TASK BRIEF: From the entries below, extract every line that includes the word "preds".

[Dataset entries]
*** Begin section ***
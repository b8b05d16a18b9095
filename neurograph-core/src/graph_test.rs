use super::*;
use crate::node::feed_buffer;
use crate::utils::testing::check_slice_near;
use approx::assert_relative_eq;

/// y = x * w + b (elementwise), cost = mse(y, t); x, t of shape [batch, 2].
fn linear_mse(batch: usize) -> Result<Graph, NeuroGraphError> {
    let mut b = GraphBuilder::with_seed(1);
    let x = b.feed(&[batch, 2])?;
    b.set_flags(x, Flags::INPUT)?;
    let w = b.var(&[2], vec![2.0, 3.0])?;
    let bias = b.var(&[2], vec![0.5, -0.5])?;
    let xw = b.mul(x, w)?;
    let y = b.add(xw, bias)?;
    b.set_flags(y, Flags::OUTPUT)?;
    let t = b.feed(&[batch, 2])?;
    b.set_flags(t, Flags::TRUTH)?;
    let cost = b.mse(y, t)?;
    Graph::new(b, cost, &[])
}

#[test]
fn test_new_lays_out_stores_in_topological_order() -> Result<(), NeuroGraphError> {
    let g = linear_mse(1)?;
    assert_eq!(g.size_var(), 4);
    assert_eq!(g.size_const(), 0);
    assert_eq!(g.grads().len(), 4);
    assert_eq!(g.batch_size(), 1);
    for (i, node) in g.nodes().iter().enumerate() {
        assert!(node.preds.iter().all(|&p| p < i), "node {} breaks the order", i);
    }
    let mut params = g.params().to_vec();
    params.sort_by(|a, b| a.total_cmp(b));
    assert_eq!(params, vec![-0.5, 0.5, 2.0, 3.0]);
    let cost = g.nodes().iter().position(|n| n.flags.contains(Flags::COST));
    assert_eq!(cost, Some(g.nodes().len() - 1));
    Ok(())
}

#[test]
fn test_new_drops_unreachable_nodes() -> Result<(), NeuroGraphError> {
    let mut b = GraphBuilder::with_seed(1);
    let x = b.feed(&[1, 2])?;
    let unused = b.var(&[3], vec![1.0; 3])?;
    let _dangling = b.sigm(unused)?;
    let s = b.reduce_sum(x, 1)?;
    let cost = b.reduce_sum(s, 0)?;
    let g = Graph::new(b, cost, &[])?;
    assert_eq!(g.nodes().len(), 3);
    assert_eq!(g.size_var(), 0);
    Ok(())
}

#[test]
fn test_new_rejects_invalid_cost() -> Result<(), NeuroGraphError> {
    let mut b = GraphBuilder::with_seed(1);
    let x = b.feed(&[1, 2])?;
    let y = b.sigm(x)?;
    assert!(matches!(Graph::new(b, y, &[]), Err(NeuroGraphError::ValidationError(_))));

    let mut b = GraphBuilder::with_seed(1);
    let c = b.constant(&[], vec![1.0])?;
    assert!(matches!(Graph::new(b, c, &[]), Err(NeuroGraphError::ValidationError(_))));

    let b = GraphBuilder::with_seed(1);
    assert!(matches!(
        Graph::new(b, NodeId(0), &[]),
        Err(NeuroGraphError::InvalidNode { .. })
    ));
    Ok(())
}

#[test]
fn test_new_rejects_unwired_state() -> Result<(), NeuroGraphError> {
    let mut b = GraphBuilder::with_seed(1);
    let h = b.state(&[1, 2])?;
    let s = b.reduce_sum(h, 1)?;
    let cost = b.reduce_sum(s, 0)?;
    assert!(matches!(Graph::new(b, cost, &[]), Err(NeuroGraphError::ValidationError(_))));
    Ok(())
}

#[test]
fn test_cost_and_gradients() -> Result<(), NeuroGraphError> {
    let mut g = linear_mse(1)?;
    g.feed_bind(Flags::INPUT, 0, vec![feed_buffer(vec![1.0, 1.0])])?;
    g.feed_bind(Flags::TRUTH, 0, vec![feed_buffer(vec![2.5, 2.5])])?;
    // y = (2.5, 2.5)
    assert_relative_eq!(g.cost(0, true)?, 0.0);
    assert!(g.grads().iter().all(|&v| v == 0.0));

    g.feed_bind(Flags::TRUTH, 0, vec![feed_buffer(vec![0.5, 4.5])])?;
    // residuals (2, -2): cost = 8 / 2
    assert_relative_eq!(g.cost(0, true)?, 4.0);
    let mut grads = g.grads().to_vec();
    grads.sort_by(|a, b| a.total_cmp(b));
    // dcost/dy = (2, -2); same for w (x = 1) and b
    check_slice_near(&grads, &[-2.0, -2.0, 2.0, 2.0], 1e-6);

    // without gradients the store is left alone
    g.feed_bind(Flags::TRUTH, 0, vec![feed_buffer(vec![2.5, 2.5])])?;
    assert_relative_eq!(g.cost(0, false)?, 0.0);
    assert_eq!(g.grads().iter().filter(|v| v.abs() == 2.0).count(), 4);
    Ok(())
}

#[test]
fn test_cost_label_not_found() -> Result<(), NeuroGraphError> {
    let mut g = linear_mse(1)?;
    assert!(matches!(
        g.cost(7, false),
        Err(NeuroGraphError::NodeNotFound { label: 7, .. })
    ));
    Ok(())
}

#[test]
fn test_unbound_and_undersized_feeds() -> Result<(), NeuroGraphError> {
    let mut g = linear_mse(2)?;
    assert!(matches!(g.cost(0, false), Err(NeuroGraphError::UnboundFeed { .. })));
    g.feed_bind(Flags::INPUT, 0, vec![feed_buffer(vec![1.0; 4])])?;
    g.feed_bind(Flags::TRUTH, 0, vec![feed_buffer(vec![1.0; 3])])?;
    assert!(matches!(
        g.cost(0, false),
        Err(NeuroGraphError::FeedSizeMismatch { expected: 4, actual: 3, .. })
    ));
    Ok(())
}

#[test]
fn test_set_batch_size_resizes() -> Result<(), NeuroGraphError> {
    let mut g = linear_mse(1)?;
    assert!(matches!(g.set_batch_size(0), Err(NeuroGraphError::ConfigurationError(_))));
    g.set_batch_size(3)?;
    assert_eq!(g.batch_size(), 3);
    let out = g.find(Flags::OUTPUT, 0)?;
    assert_eq!(g.nodes()[out].shape, vec![3, 2]);
    assert_eq!(g.feed_dim(Flags::INPUT, 0)?, 2);
    assert_eq!(g.size_var(), 4);

    g.feed_bind(Flags::INPUT, 0, vec![feed_buffer(vec![1.0; 6])])?;
    g.feed_bind(Flags::TRUTH, 0, vec![feed_buffer(vec![2.5; 6])])?;
    assert_relative_eq!(g.cost(0, false)?, 0.0);
    Ok(())
}

#[test]
fn test_eval_counts_matches() -> Result<(), NeuroGraphError> {
    let mut g = linear_mse(1)?;
    g.feed_bind(Flags::INPUT, 0, vec![feed_buffer(vec![1.0, 2.0])])?;
    assert_eq!(g.eval(Flags::OUTPUT, 0)?, 1);
    let out = g.find(Flags::OUTPUT, 0)?;
    check_slice_near(g.value(out)?, &[2.5, 5.5], 1e-6);
    assert!(matches!(g.eval(Flags::OUTPUT, 1), Err(NeuroGraphError::NodeNotFound { .. })));
    Ok(())
}

#[test]
fn test_apply1_binds_a_copy() -> Result<(), NeuroGraphError> {
    let mut g = linear_mse(4)?;
    let y = g.apply1(&[1.0, -1.0])?.to_vec();
    check_slice_near(&y, &[2.5, -3.5], 1e-6);
    assert_eq!(g.batch_size(), 1);
    Ok(())
}

#[test]
fn test_value_of_feed_is_unsupported() -> Result<(), NeuroGraphError> {
    let g = linear_mse(1)?;
    let x = g.find(Flags::INPUT, 0)?;
    assert!(matches!(g.value(x), Err(NeuroGraphError::UnsupportedOperation(_))));
    assert!(matches!(g.value(99), Err(NeuroGraphError::InvalidNode { index: 99, .. })));
    Ok(())
}

#[test]
fn test_multiple_cost_matches_use_first() -> Result<(), NeuroGraphError> {
    let mut b = GraphBuilder::with_seed(1);
    let w = b.var(&[2], vec![1.0, 2.0])?;
    let sum = b.reduce_sum(w, 0)?;
    let sq = b.square(w)?;
    let sq_sum = b.reduce_sum(sq, 0)?;
    b.set_flags(sum, Flags::COST)?;
    let mut g = Graph::new(b, sq_sum, &[sum])?;
    // the primary cost is ordered before the extra root
    let first = g
        .nodes()
        .iter()
        .position(|n| n.flags.contains(Flags::COST))
        .ok_or_else(|| NeuroGraphError::InternalError("no cost".to_string()))?;
    assert_eq!(g.nodes()[g.nodes()[first].preds[0]].op, Op::Square);
    let expected = 5.0;
    assert_relative_eq!(g.cost(0, false)?, expected);
    Ok(())
}

#[test]
fn test_mode_and_streaming_flags() -> Result<(), NeuroGraphError> {
    let mut g = linear_mse(1)?;
    assert!(!g.is_train());
    g.switch_mode(true);
    assert!(g.is_train());
    g.rnn_start();
    assert!(g.network().is_streaming());
    g.rnn_end();
    assert!(!g.network().is_streaming());
    assert!(!g.is_rnn());
    Ok(())
}

#[test]
fn test_graph_is_send() {
    fn assert_send<T: Send>() {}
    assert_send::<Graph>();
}

#[test]
fn test_failed_batch_resize_leaves_graph_usable() -> Result<(), NeuroGraphError> {
    // the constant does not follow the batch, so concat only works at batch 1
    let mut b = GraphBuilder::with_seed(1);
    let x = b.feed(&[1, 2])?;
    b.set_flags(x, Flags::INPUT)?;
    let c = b.constant(&[1, 2], vec![3.0, 4.0])?;
    let joined = b.concat(&[x, c], 1)?;
    let rows = b.reduce_sum(joined, 1)?;
    let cost = b.reduce_sum(rows, 0)?;
    let mut g = Graph::new(b, cost, &[])?;
    let shapes: Vec<Vec<usize>> = g.nodes().iter().map(|n| n.shape.clone()).collect();

    assert!(matches!(g.set_batch_size(2), Err(NeuroGraphError::ShapeMismatch { .. })));
    assert_eq!(g.batch_size(), 1);
    let after: Vec<Vec<usize>> = g.nodes().iter().map(|n| n.shape.clone()).collect();
    assert_eq!(after, shapes);

    g.set_batch_size(1)?;
    g.feed_bind(Flags::INPUT, 0, vec![feed_buffer(vec![1.0, 2.0])])?;
    assert_relative_eq!(g.cost(0, false)?, 10.0);
    Ok(())
}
*** End section ***
SOLUTION FOR THIS PROBLEM:
        assert!(node.preds.iter().all(|&p| p < i), "node {} breaks the order", i);
    assert_eq!(g.nodes()[g.nodes()[first].preds[0]].op, Op::Square);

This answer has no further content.